|Topic Review (Newest First)|
|01-28-2007 08:04 PM|
In an animal that appears healthy..it is very very very uncommon to have any major anesthetic complication. If the pre-anesthetic labwork is normal (meaning the drugs will be metabolized normally) the only other thing i've ever seen cause a complication is a cat that had a heart arrythymia that was undetectable by auscultation, which was later diagnosed by an ECG.
I don't know your cat, but to me it doesn't seem like there is really a risk of any proportion. I wish all our clients would care enough about their pets to get MRIs done! I think it's great to see people go all out for their pets.
Also, maybe you should look for a new vet once Pesto is feeling better? Any vet that is too busy to address your concerns isn't doing their job.
|01-27-2007 10:59 AM|
Someone on another board mentioned something about "paying extra for additional monitoring"... I wonder if this is the same thing?

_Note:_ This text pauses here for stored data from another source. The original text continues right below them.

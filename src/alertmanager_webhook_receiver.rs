use std::sync::Arc;

use anyhow::{Context, Result};
use axum::{
    extract::{rejection::JsonRejection, Extension, Json},
    http::StatusCode,
    routing::{get, post},
    Router,
};
use serde::Serialize;

use crate::{
    alert,
    metrics,
    pushbullet::Notifier,
    settings::Settings,
    severity::{self, Action},
};

/// shared state of the webhook receiver
struct State {
    notifier: Notifier,
}

/// acknowledgment returned to the webhook caller
#[derive(Debug, Serialize)]
struct ResponseJson {
    #[serde(rename = "Status")]
    status: u16,
    #[serde(rename = "Message")]
    message: String,
}

impl ResponseJson {
    fn new(status: StatusCode, message: String) -> Self {
        Self {
            status: status.as_u16(),
            message,
        }
    }
}

async fn webhook(
    Extension(state): Extension<Arc<State>>,
    payload: Result<Json<alert::Data>, JsonRejection>,
) -> (StatusCode, Json<ResponseJson>) {
    let data = match payload {
        Ok(Json(data)) => data,
        Err(err) => {
            tracing::debug!("failed to deserialize alert group: {:?}", err);
            return (
                StatusCode::BAD_REQUEST,
                Json(ResponseJson::new(StatusCode::BAD_REQUEST, err.to_string())),
            );
        }
    };

    tracing::info!(
        "alerts: group_labels={:?}, common_labels={:?}",
        data.group_labels,
        data.common_labels
    );

    for alert in &data.alerts {
        tracing::info!(
            "alert: status={}, labels={:?}, annotations={:?}",
            alert.status,
            alert.labels,
            alert.annotations
        );

        let severity = alert.severity();
        metrics::RECEIVED_ALERTS
            .with_label_values(&[severity.as_str()])
            .inc();

        match severity::action(&severity) {
            Action::Notify => {
                tracing::info!("sending notification on severity: {}", severity);

                // a failed delivery only loses this alert, the batch and the
                // server keep going
                if let Err(err) = state.notifier.notify(alert).await {
                    tracing::error!("failed to deliver notification: {}", err);
                }
            }
            Action::Ignore => {
                tracing::info!("no action on severity: {}", severity);
            }
        }
    }

    (
        StatusCode::OK,
        Json(ResponseJson::new(StatusCode::OK, "success".to_string())),
    )
}

async fn healthz() -> &'static str {
    "Ok!"
}

fn app(notifier: Notifier) -> Router {
    let state = Arc::new(State { notifier });

    Router::new()
        .route("/webhook", post(webhook))
        .route("/healthz", get(healthz))
        .route("/metrics", get(metrics::metrics_handler))
        .layer(Extension(state))
}

pub async fn run(settings: &Settings, notifier: Notifier) -> Result<()> {
    let addr = settings.listen_addr();

    axum::Server::try_bind(&addr)
        .with_context(|| format!("failed to bind {}", addr))?
        .serve(app(notifier).into_make_service())
        .await
        .context("alertmanager webhook receiver crashed")?;

    Ok(())
}

#[cfg(test)]
mod tests {
    use axum::{body::Body, http::Request};
    use tower::ServiceExt;
    use wiremock::{
        matchers::{header, method},
        Mock, MockServer, ResponseTemplate,
    };

    use super::*;
    use crate::log::LogSettings;

    async fn mock_notifier(server: &MockServer) -> Notifier {
        let settings = Settings {
            api_addr: format!("{}/v2/pushes", server.uri()),
            channel_tag: "oncall".to_string(),
            api_token: "secret".to_string(),
            ca_cert_file: None,
            insecure_skip_verify: false,
            port: 8080,
            log: LogSettings::default(),
        };

        Notifier::new(reqwest::Client::new(), &settings)
    }

    fn post_webhook(body: &str) -> Request<Body> {
        Request::builder()
            .method("POST")
            .uri("/webhook")
            .header("content-type", "application/json")
            .body(Body::from(body.to_string()))
            .unwrap()
    }

    async fn body_json(response: axum::response::Response) -> serde_json::Value {
        let bytes = hyper::body::to_bytes(response.into_body()).await.unwrap();
        serde_json::from_slice(&bytes).unwrap()
    }

    #[tokio::test]
    async fn healthz_answers_ok() {
        let server = MockServer::start().await;
        let app = app(mock_notifier(&server).await);

        let response = app
            .oneshot(
                Request::builder()
                    .method("GET")
                    .uri("/healthz")
                    .body(Body::empty())
                    .unwrap(),
            )
            .await
            .unwrap();

        assert_eq!(response.status(), StatusCode::OK);

        let bytes = hyper::body::to_bytes(response.into_body()).await.unwrap();
        assert_eq!(&bytes[..], b"Ok!");
    }

    #[tokio::test]
    async fn malformed_body_yields_400_and_no_notification() {
        let server = MockServer::start().await;

        Mock::given(method("POST"))
            .respond_with(ResponseTemplate::new(200))
            .expect(0)
            .mount(&server)
            .await;

        let app = app(mock_notifier(&server).await);

        let response = app.oneshot(post_webhook("{ not json")).await.unwrap();

        assert_eq!(response.status(), StatusCode::BAD_REQUEST);

        let ack = body_json(response).await;
        assert_eq!(ack["Status"], 400);
        assert!(ack["Message"].as_str().unwrap().contains("JSON"));
    }

    #[tokio::test]
    async fn empty_alert_group_yields_success() {
        let server = MockServer::start().await;
        let app = app(mock_notifier(&server).await);

        let response = app.oneshot(post_webhook(r#"{"alerts":[]}"#)).await.unwrap();

        assert_eq!(response.status(), StatusCode::OK);
        assert_eq!(
            body_json(response).await,
            serde_json::json!({ "Status": 200, "Message": "success" })
        );
    }

    #[tokio::test]
    async fn critical_and_warning_alerts_are_forwarded_once_each() {
        let server = MockServer::start().await;

        Mock::given(method("POST"))
            .and(header("Access-Token", "secret"))
            .respond_with(ResponseTemplate::new(200).set_body_string("{}"))
            .expect(2)
            .mount(&server)
            .await;

        let app = app(mock_notifier(&server).await);

        let payload = r#"{
            "groupLabels": { "alertname": "DiskFull" },
            "alerts": [
                { "status": "firing", "startsAt": "2024-01-01T00:00:00Z",
                  "labels": { "severity": "critical" },
                  "annotations": { "summary": "disk full" } },
                { "status": "firing", "startsAt": "2024-01-01T00:00:00Z",
                  "labels": { "severity": "Warning" },
                  "annotations": { "summary": "disk filling up" } },
                { "status": "firing", "startsAt": "2024-01-01T00:00:00Z",
                  "labels": { "severity": "info" } },
                { "status": "resolved", "startsAt": "2024-01-01T00:00:00Z",
                  "labels": {} }
            ]
        }"#;

        let response = app.oneshot(post_webhook(payload)).await.unwrap();

        assert_eq!(response.status(), StatusCode::OK);
        assert_eq!(
            body_json(response).await,
            serde_json::json!({ "Status": 200, "Message": "success" })
        );
    }

    #[tokio::test]
    async fn delivery_failure_does_not_change_the_ack() {
        let server = MockServer::start().await;

        Mock::given(method("POST"))
            .respond_with(ResponseTemplate::new(500).set_body_string("boom"))
            .expect(1)
            .mount(&server)
            .await;

        let app = app(mock_notifier(&server).await);

        let payload = r#"{
            "alerts": [
                { "status": "firing", "startsAt": "2024-01-01T00:00:00Z",
                  "labels": { "severity": "critical" },
                  "annotations": { "summary": "disk full" } }
            ]
        }"#;

        let response = app.oneshot(post_webhook(payload)).await.unwrap();

        assert_eq!(response.status(), StatusCode::OK);
        assert_eq!(
            body_json(response).await,
            serde_json::json!({ "Status": 200, "Message": "success" })
        );
    }

    #[tokio::test]
    async fn metrics_endpoint_serves_text_format() {
        let server = MockServer::start().await;
        let app = app(mock_notifier(&server).await);

        let response = app
            .oneshot(
                Request::builder()
                    .method("GET")
                    .uri("/metrics")
                    .body(Body::empty())
                    .unwrap(),
            )
            .await
            .unwrap();

        assert_eq!(response.status(), StatusCode::OK);
    }
}
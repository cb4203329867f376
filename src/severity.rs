//! severity policy deciding which alerts are forwarded

/// decision for a single alert
#[derive(Debug, Clone, Copy, PartialEq, Eq)]
pub enum Action {
    /// forward the alert to pushbullet
    Notify,
    /// take no action
    Ignore,
}

/// Maps a `severity` label to a notify/skip decision, case-insensitively.
/// Alerts without a severity label carry the empty string and fall into the
/// ignore branch.
///
/// WARNING alerts are forwarded. The previous revision logged them as
/// skipped while still sending them; the sending behavior is what operators
/// relied on, so that is what stays.
pub fn action(severity: &str) -> Action {
    match severity.to_uppercase().as_str() {
        "CRITICAL" | "WARNING" => Action::Notify,
        _ => Action::Ignore,
    }
}
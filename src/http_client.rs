//! outbound http client construction with custom certificate trust
use std::{path::PathBuf, time::Duration};

use anyhow::{Context, Result};
use reqwest::Certificate;

use crate::settings::Settings;

/// total request timeout of the outbound client
const REQUEST_TIMEOUT: Duration = Duration::from_secs(5);

/// how the outbound client validates server certificates
///
/// Skip-verify takes precedence over a configured custom CA: with
/// verification disabled the trust store is never consulted.
#[derive(Debug, Clone, PartialEq, Eq)]
pub enum TrustPolicy {
    /// system trust roots only
    SystemRoots,
    /// system trust roots plus the certificates from this PEM file
    CustomCa(PathBuf),
    /// no certificate chain or hostname validation at all
    DisableVerification,
}

impl TrustPolicy {
    pub fn from_settings(settings: &Settings) -> Self {
        if settings.insecure_skip_verify {
            return Self::DisableVerification;
        }

        match &settings.ca_cert_file {
            Some(path) => Self::CustomCa(path.clone()),
            None => Self::SystemRoots,
        }
    }
}

/// Builds the client used for all pushbullet calls. An unreadable CA file is
/// a startup error; a CA file without a parseable certificate only logs a
/// warning and leaves the system roots in place.
pub fn build(settings: &Settings) -> Result<reqwest::Client> {
    let mut builder = reqwest::Client::builder().timeout(REQUEST_TIMEOUT);

    match TrustPolicy::from_settings(settings) {
        TrustPolicy::SystemRoots => {}
        TrustPolicy::CustomCa(path) => {
            let pem = std::fs::read(&path)
                .with_context(|| format!("failed to read custom CA file {:?}", path))?;

            match Certificate::from_pem(&pem) {
                Ok(cert) => {
                    tracing::info!("custom CA certificate appended to trust store");
                    builder = builder.add_root_certificate(cert);
                }
                Err(err) => {
                    tracing::warn!(
                        "no certs appended from {:?}, using system certs only: {}",
                        path,
                        err
                    );
                }
            }
        }
        TrustPolicy::DisableVerification => {
            tracing::warn!("certificate verification is disabled");
            builder = builder
                .danger_accept_invalid_certs(true)
                .danger_accept_invalid_hostnames(true);
        }
    }

    builder.build().context("failed to build http client")
}
//! prometheus alertmanager receiver that forwards alerts to pushbullet
//!
//! Features:
//! - forwards CRITICAL and WARNING alerts as pushes to a pushbullet channel
//! - custom CA trust store and skip-verify support for the outbound client
//! - configured entirely through environment variables

use anyhow::{Context, Result};

use crate::{pushbullet::Notifier, settings::Settings};

mod alert;
mod alertmanager_webhook_receiver;
mod http_client;
mod log;
mod metrics;
mod pushbullet;
mod settings;
mod severity;

/// exit the complete program if one thread panics
fn setup_panic_handler() {
    let default_panic = std::panic::take_hook();
    std::panic::set_hook(Box::new(move |info| {
        default_panic(info);
        std::process::exit(1);
    }));
}

/// the entry point of the program
#[tokio::main]
pub async fn main() -> Result<()> {
    setup_panic_handler();

    let settings = Settings::load().context("could not load configuration")?;

    log::setup_logging(&settings.log).context("could not setup logging")?;

    let client = http_client::build(&settings).context("could not build outbound http client")?;
    let notifier = Notifier::new(client, &settings);

    tracing::info!(
        "starting alertmanager webhook receiver v{}",
        clap::crate_version!()
    );
    tracing::info!("listening on: {}", settings.listen_addr());

    alertmanager_webhook_receiver::run(&settings, notifier).await
}
use crate::motion::{Direction, Motion};
use crate::operator::Operator;
use crate::state::{EngineState, Mode};

/// One row of the key table: the key it answers to, the modes it is
/// eligible in, and a pure state transform. Transforms only touch mode,
/// pending fields and the visual anchor; buffer access stays in the
/// dispatcher.
pub struct ActionRule {
    pub key: &'static str,
    pub modes: &'static [Mode],
    pub apply: fn(EngineState) -> EngineState,
}

const NORMAL_AND_VISUAL: &[Mode] = &[Mode::Normal, Mode::Visual];
const NORMAL_ONLY: &[Mode] = &[Mode::Normal];

pub static RULES: &[ActionRule] = &[
    ActionRule {
        key: "h",
        modes: NORMAL_AND_VISUAL,
        apply: |state| {
            state.with_motion(Motion::Move {
                direction: Direction::Left,
                amount: 1,
            })
        },
    },
    ActionRule {
        key: "l",
        modes: NORMAL_AND_VISUAL,
        apply: |state| {
            state.with_motion(Motion::Move {
                direction: Direction::Right,
                amount: 1,
            })
        },
    },
    ActionRule {
        key: "j",
        modes: NORMAL_AND_VISUAL,
        apply: |state| {
            state.with_motion(Motion::Move {
                direction: Direction::Down,
                amount: 1,
            })
        },
    },
    ActionRule {
        key: "k",
        modes: NORMAL_AND_VISUAL,
        apply: |state| {
            state.with_motion(Motion::Move {
                direction: Direction::Up,
                amount: 1,
            })
        },
    },
    ActionRule {
        key: "w",
        modes: NORMAL_AND_VISUAL,
        apply: |state| state.with_motion(Motion::Word { forward: true }),
    },
    ActionRule {
        key: "b",
        modes: NORMAL_AND_VISUAL,
        apply: |state| state.with_motion(Motion::Word { forward: false }),
    },
    ActionRule {
        key: "i",
        modes: NORMAL_ONLY,
        apply: |state| state.with_mode(Mode::Insert),
    },
    ActionRule {
        key: "v",
        modes: NORMAL_ONLY,
        apply: |state| {
            let anchor = state.cursor;
            state.with_mode(Mode::Visual).with_visual_anchor(Some(anchor))
        },
    },
    ActionRule {
        key: "escape",
        modes: &[Mode::Insert, Mode::Visual],
        apply: |state| state.with_mode(Mode::Normal).with_visual_anchor(None),
    },
    ActionRule {
        key: "d",
        modes: NORMAL_AND_VISUAL,
        apply: |state| state.with_operator(Operator::Delete),
    },
    ActionRule {
        key: "c",
        modes: NORMAL_ONLY,
        apply: |state| state.with_operator(Operator::Change),
    },
];

/// All rules eligible for `key` in `mode`, in table order. The table is
/// meant to produce at most one match per pair; the dispatcher reports
/// anything more as a fault.
pub fn matching_rules(mode: Mode, key: &str) -> impl Iterator<Item = &'static ActionRule> + '_ {
    RULES
        .iter()
        .filter(move |rule| rule.modes.contains(&mode) && rule.key == key)
}
use ratatui::buffer::Buffer;
use ratatui::layout::Rect;
use ratatui::style::Color;
use ratatui::widgets::{Paragraph, Widget};
use unicode_width::UnicodeWidthChar;

use crate::buffer::{BufferAdapter, BufferView};
use crate::engine::Engine;
use crate::state::{Mode, Position};
use crate::text_buffer::TextBuffer;

pub(super) struct TextAreaWidget {
    lines: Vec<String>,
    // Document-order span to paint in visual mode, end exclusive.
    highlight: Option<(Position, Position)>,
}

impl TextAreaWidget {
    pub(super) fn from_engine(
        engine: &Engine<TextBuffer>,
        area: Rect,
    ) -> (Self, Option<(u16, u16)>) {
        let buffer = engine.adapter();
        let state = engine.state();

        let lines = buffer
            .lines()
            .take(area.height as usize)
            .map(ToString::to_string)
            .collect::<Vec<_>>();

        let highlight = (state.mode == Mode::Visual).then(|| {
            let selection = buffer.selection();
            (selection.start(), selection.end())
        });

        let cursor = state.cursor;
        let cursor_position = (cursor.line < area.height as usize).then(|| {
            let line = buffer.line_text(cursor.line);
            let cursor_x = display_width_of_char_prefix(&line, cursor.col)
                .min(area.width.saturating_sub(1) as usize) as u16;
            (
                area.x.saturating_add(cursor_x),
                area.y.saturating_add(cursor.line as u16),
            )
        });

        (Self { lines, highlight }, cursor_position)
    }
}

impl Widget for TextAreaWidget {
    fn render(self, area: Rect, buf: &mut Buffer) {
        Paragraph::new(self.lines.join("\n")).render(area, buf);

        let Some((start, end)) = self.highlight else {
            return;
        };
        for (line_idx, line) in self.lines.iter().enumerate() {
            if line_idx < start.line || line_idx > end.line {
                continue;
            }
            let from = if line_idx == start.line { start.col } else { 0 };
            let to = if line_idx == end.line {
                end.col
            } else {
                line.chars().count()
            };

            let mut x = 0usize;
            for (char_idx, ch) in line.chars().enumerate() {
                let width = UnicodeWidthChar::width(ch).unwrap_or(0);
                if char_idx >= from && char_idx < to {
                    for dx in 0..width {
                        let cell_x = x.saturating_add(dx);
                        if cell_x >= area.width as usize {
                            break;
                        }
                        let position = (
                            area.x.saturating_add(cell_x as u16),
                            area.y.saturating_add(line_idx as u16),
                        );
                        if let Some(cell) = buf.cell_mut(position) {
                            cell.set_bg(Color::Blue);
                            cell.set_fg(Color::White);
                        }
                    }
                }
                x += width;
            }
        }
    }
}

fn display_width_of_char_prefix(line: &str, char_count: usize) -> usize {
    line.chars()
        .take(char_count)
        .map(|ch| UnicodeWidthChar::width(ch).unwrap_or(0))
        .sum()
}

#[cfg(test)]
mod tests {
    use super::display_width_of_char_prefix;

    #[test]
    fn display_width_prefix_counts_wide_chars() {
        let line = "a中b";
        assert_eq!(display_width_of_char_prefix(line, 1), 1);
        assert_eq!(display_width_of_char_prefix(line, 2), 3);
        assert_eq!(display_width_of_char_prefix(line, 3), 4);
    }
}
use tracing::trace;

use crate::buffer::BufferView;
use crate::state::Position;

#[derive(Debug, Clone, Copy, PartialEq, Eq)]
pub enum Direction {
    Up,
    Down,
    Left,
    Right,
}

/// A pure cursor computation over the document; never mutates it.
#[derive(Debug, Clone, Copy, PartialEq, Eq)]
pub enum Motion {
    Move { direction: Direction, amount: usize },
    Word { forward: bool },
}

pub fn run_motion(view: &impl BufferView, pos: Position, motion: Motion) -> Position {
    match motion {
        Motion::Move { direction, amount } => run_move(view, pos, direction, amount),
        Motion::Word { forward: true } => forward_word(view, pos),
        Motion::Word { forward: false } => backward_word(view, pos),
    }
}

/// Horizontal moves clamp the column to the last character of the line
/// (column 0 on an empty line); vertical moves clamp the line index and
/// leave the column alone — there is no sticky-column memory.
fn run_move(
    view: &impl BufferView,
    pos: Position,
    direction: Direction,
    amount: usize,
) -> Position {
    match direction {
        Direction::Left | Direction::Right => {
            let last_col = view.line_len(pos.line).saturating_sub(1);
            let col = match direction {
                Direction::Left => pos.col.saturating_sub(amount),
                _ => pos.col.saturating_add(amount).min(last_col),
            };
            Position::new(pos.line, col)
        }
        Direction::Up | Direction::Down => {
            let last_line = view.line_count().saturating_sub(1);
            let line = match direction {
                Direction::Up => pos.line.saturating_sub(amount),
                _ => pos.line.saturating_add(amount).min(last_line),
            };
            Position::new(line, pos.col)
        }
    }
}

fn is_delimiter(ch: char) -> bool {
    ch == ' ' || ch == '\n'
}

/// Character under `pos`, if any. Positions on an empty line, or one
/// past a line's end when walking backward, carry no character; word
/// scans treat such cells as word cells.
fn char_at(view: &impl BufferView, pos: Position) -> Option<char> {
    view.line_text(pos.line).chars().nth(pos.col)
}

/// One step forward in document order, halting on the document's last
/// cell.
fn next_position(view: &impl BufferView, pos: Position) -> Position {
    if pos.col + 1 < view.line_len(pos.line) {
        return Position::new(pos.line, pos.col + 1);
    }
    if pos.line + 1 >= view.line_count() {
        trace!("forward scan halted at end of document ({})", pos);
        return pos;
    }
    Position::new(pos.line + 1, 0)
}

/// One step backward, halting on the document's first cell. Crossing a
/// line lands one past the end of the previous line, so the newline
/// slot between lines stays visible to scans.
fn prev_position(view: &impl BufferView, pos: Position) -> Position {
    if pos.col > 0 {
        return Position::new(pos.line, pos.col - 1);
    }
    if pos.line == 0 {
        trace!("backward scan halted at start of document");
        return pos;
    }
    let line = pos.line - 1;
    Position::new(line, view.line_len(line))
}

/// Lands on the first word cell strictly after a delimiter has been
/// seen. The newline between two lines counts as a delimiter.
fn forward_word(view: &impl BufferView, start: Position) -> Position {
    let mut pos = start;
    let mut seen_delimiter = false;
    loop {
        match char_at(view, pos) {
            Some(ch) if is_delimiter(ch) => seen_delimiter = true,
            _ => {
                if seen_delimiter {
                    return pos;
                }
            }
        }
        let next = next_position(view, pos);
        if next == pos {
            return pos;
        }
        if next.line != pos.line {
            seen_delimiter = true;
        }
        pos = next;
    }
}

/// Walks back from the cell before the cursor, through any trailing
/// delimiters, then through the previous word; lands on that word's
/// earliest contiguous cell.
fn backward_word(view: &impl BufferView, cursor: Position) -> Position {
    let mut pos = prev_position(view, cursor);
    let mut word_pos = None;
    loop {
        match char_at(view, pos) {
            Some(ch) if is_delimiter(ch) => {
                if word_pos.is_some() {
                    break;
                }
            }
            _ => word_pos = Some(pos),
        }
        let prev = prev_position(view, pos);
        if prev == pos {
            break;
        }
        if prev.line != pos.line && word_pos.is_some() {
            break;
        }
        pos = prev;
    }
    word_pos.unwrap_or(pos)
}

#[cfg(test)]
mod tests {
    use super::{Direction, Motion, run_motion};
    use crate::state::Position;
    use crate::text_buffer::TextBuffer;

    const WORDS: &str = "0 23 567 9\n0 2 4 6\n\n01 3456";

    fn word_starts() -> Vec<Position> {
        [
            (0, 0),
            (0, 2),
            (0, 5),
            (0, 9),
            (1, 0),
            (1, 2),
            (1, 4),
            (1, 6),
            (2, 0),
            (3, 0),
            (3, 3),
            (3, 6),
        ]
        .into_iter()
        .map(|(line, col)| Position::new(line, col))
        .collect()
    }

    fn step(buffer: &TextBuffer, pos: Position, motion: Motion) -> Position {
        run_motion(buffer, pos, motion)
    }

    #[test]
    fn forward_word_should_visit_each_word_start_in_order() {
        let buffer = TextBuffer::new(WORDS);
        let starts = word_starts();
        let mut pos = starts[0];
        for expected in &starts[1..] {
            pos = step(&buffer, pos, Motion::Word { forward: true });
            assert_eq!(pos, *expected);
        }
    }

    #[test]
    fn backward_word_should_visit_word_starts_in_reverse() {
        let buffer = TextBuffer::new(WORDS);
        let starts = word_starts();
        let mut pos = *starts.last().expect("scan fixture has word starts");
        for expected in starts.iter().rev().skip(1) {
            pos = step(&buffer, pos, Motion::Word { forward: false });
            assert_eq!(pos, *expected);
        }
    }

    #[test]
    fn word_round_trip_should_return_to_the_same_word_start() {
        let buffer = TextBuffer::new(WORDS);
        let from = Position::new(1, 2);
        let there = step(&buffer, from, Motion::Word { forward: true });
        assert_eq!(step(&buffer, there, Motion::Word { forward: false }), from);
    }

    #[test]
    fn forward_word_on_last_word_should_halt_on_last_character() {
        let buffer = TextBuffer::new(WORDS);
        let pos = step(&buffer, Position::new(3, 3), Motion::Word { forward: true });
        assert_eq!(pos, Position::new(3, 6));
        assert_eq!(step(&buffer, pos, Motion::Word { forward: true }), pos);
    }

    #[test]
    fn backward_word_at_document_start_should_halt_on_first_character() {
        let buffer = TextBuffer::new(WORDS);
        let pos = step(&buffer, Position::new(0, 0), Motion::Word { forward: false });
        assert_eq!(pos, Position::new(0, 0));
    }

    #[test]
    fn empty_line_should_count_as_a_word() {
        let buffer = TextBuffer::new(WORDS);
        let onto = step(&buffer, Position::new(1, 6), Motion::Word { forward: true });
        assert_eq!(onto, Position::new(2, 0));
        let past = step(&buffer, onto, Motion::Word { forward: true });
        assert_eq!(past, Position::new(3, 0));
    }

    #[test]
    fn left_at_column_zero_should_stay_put() {
        let buffer = TextBuffer::new("abc");
        let motion = Motion::Move {
            direction: Direction::Left,
            amount: 1,
        };
        assert_eq!(
            step(&buffer, Position::new(0, 0), motion),
            Position::new(0, 0)
        );
    }

    #[test]
    fn right_should_stop_on_last_character() {
        let buffer = TextBuffer::new("abc");
        let motion = Motion::Move {
            direction: Direction::Right,
            amount: 1,
        };
        let mut pos = Position::new(0, 0);
        for _ in 0..10 {
            pos = step(&buffer, pos, motion);
        }
        assert_eq!(pos, Position::new(0, 2));
    }

    #[test]
    fn right_on_empty_line_should_stay_at_column_zero() {
        let buffer = TextBuffer::new("");
        let motion = Motion::Move {
            direction: Direction::Right,
            amount: 1,
        };
        assert_eq!(
            step(&buffer, Position::new(0, 0), motion),
            Position::new(0, 0)
        );
    }

    #[test]
    fn vertical_moves_should_clamp_to_document_rows() {
        let buffer = TextBuffer::new("a\nb\nc");
        let down = Motion::Move {
            direction: Direction::Down,
            amount: 1,
        };
        let up = Motion::Move {
            direction: Direction::Up,
            amount: 1,
        };
        let mut pos = Position::new(0, 0);
        for _ in 0..10 {
            pos = step(&buffer, pos, down);
        }
        assert_eq!(pos, Position::new(2, 0));
        for _ in 0..10 {
            pos = step(&buffer, pos, up);
        }
        assert_eq!(pos, Position::new(0, 0));
    }

    #[test]
    fn vertical_move_should_keep_the_column() {
        let buffer = TextBuffer::new("abcd\nefgh");
        let down = Motion::Move {
            direction: Direction::Down,
            amount: 1,
        };
        assert_eq!(
            step(&buffer, Position::new(0, 3), down),
            Position::new(1, 3)
        );
    }
}
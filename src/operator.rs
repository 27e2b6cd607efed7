use crate::buffer::{BufferAdapter, BufferError};
use crate::state::{Mode, Position};

/// A buffer-mutating command applied over the span between two
/// positions.
#[derive(Debug, Clone, Copy, PartialEq, Eq)]
pub enum Operator {
    Delete,
    Change,
}

/// Applies `operator` over the span between `a` and `b` (in either
/// order) and reports the mode the editor should be in afterwards.
/// Exactly one buffer mutation is issued and awaited.
pub async fn run_operator<A: BufferAdapter>(
    adapter: &mut A,
    a: Position,
    b: Position,
    operator: Operator,
    mode: Mode,
) -> Result<Mode, BufferError> {
    let (start, end) = if a <= b { (a, b) } else { (b, a) };
    adapter.delete_range(start, end).await?;
    Ok(match operator {
        Operator::Delete => mode,
        Operator::Change => Mode::Insert,
    })
}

I know they did all that stuff when my rabbit was spayed, because rabbits are even more sensitive to the g.a.
Thanks to everyone who has replied.
|01-26-2007 11:42 AM|
|SummerSn0ws||When I got my cat fixed, I asked the vet about anesthesia. I've met vets that couldn't answer the first question about anesthesia, but this vet said they had another anesthesia that they use (as opposed to the standard gas they give them for neutering/spaying), and what they did (IIRC - this was several years ago), they put an IV in the cat, and monitor the heartbeat, and other things, and if they see a problem, they remove the IV and the cat immediately wakes up. The vet said they don't do it that way often because it's more expensive and most people won't pay the additional money. I don't remember what it's called though.|
|01-26-2007 04:10 AM|
In 5 yrs of vet med, I personally hadn't ever seen an animal die due to complications from anesthesia. They are extremely well monitored. At least at the hospital I used to be affiliated with, when they did MRI's, there was a tech assigned to the animal who would CRAWL INTO THE TUBE with the animal if necessary to make sure everything was ok. They're hooked up to all sorts of monitors and things.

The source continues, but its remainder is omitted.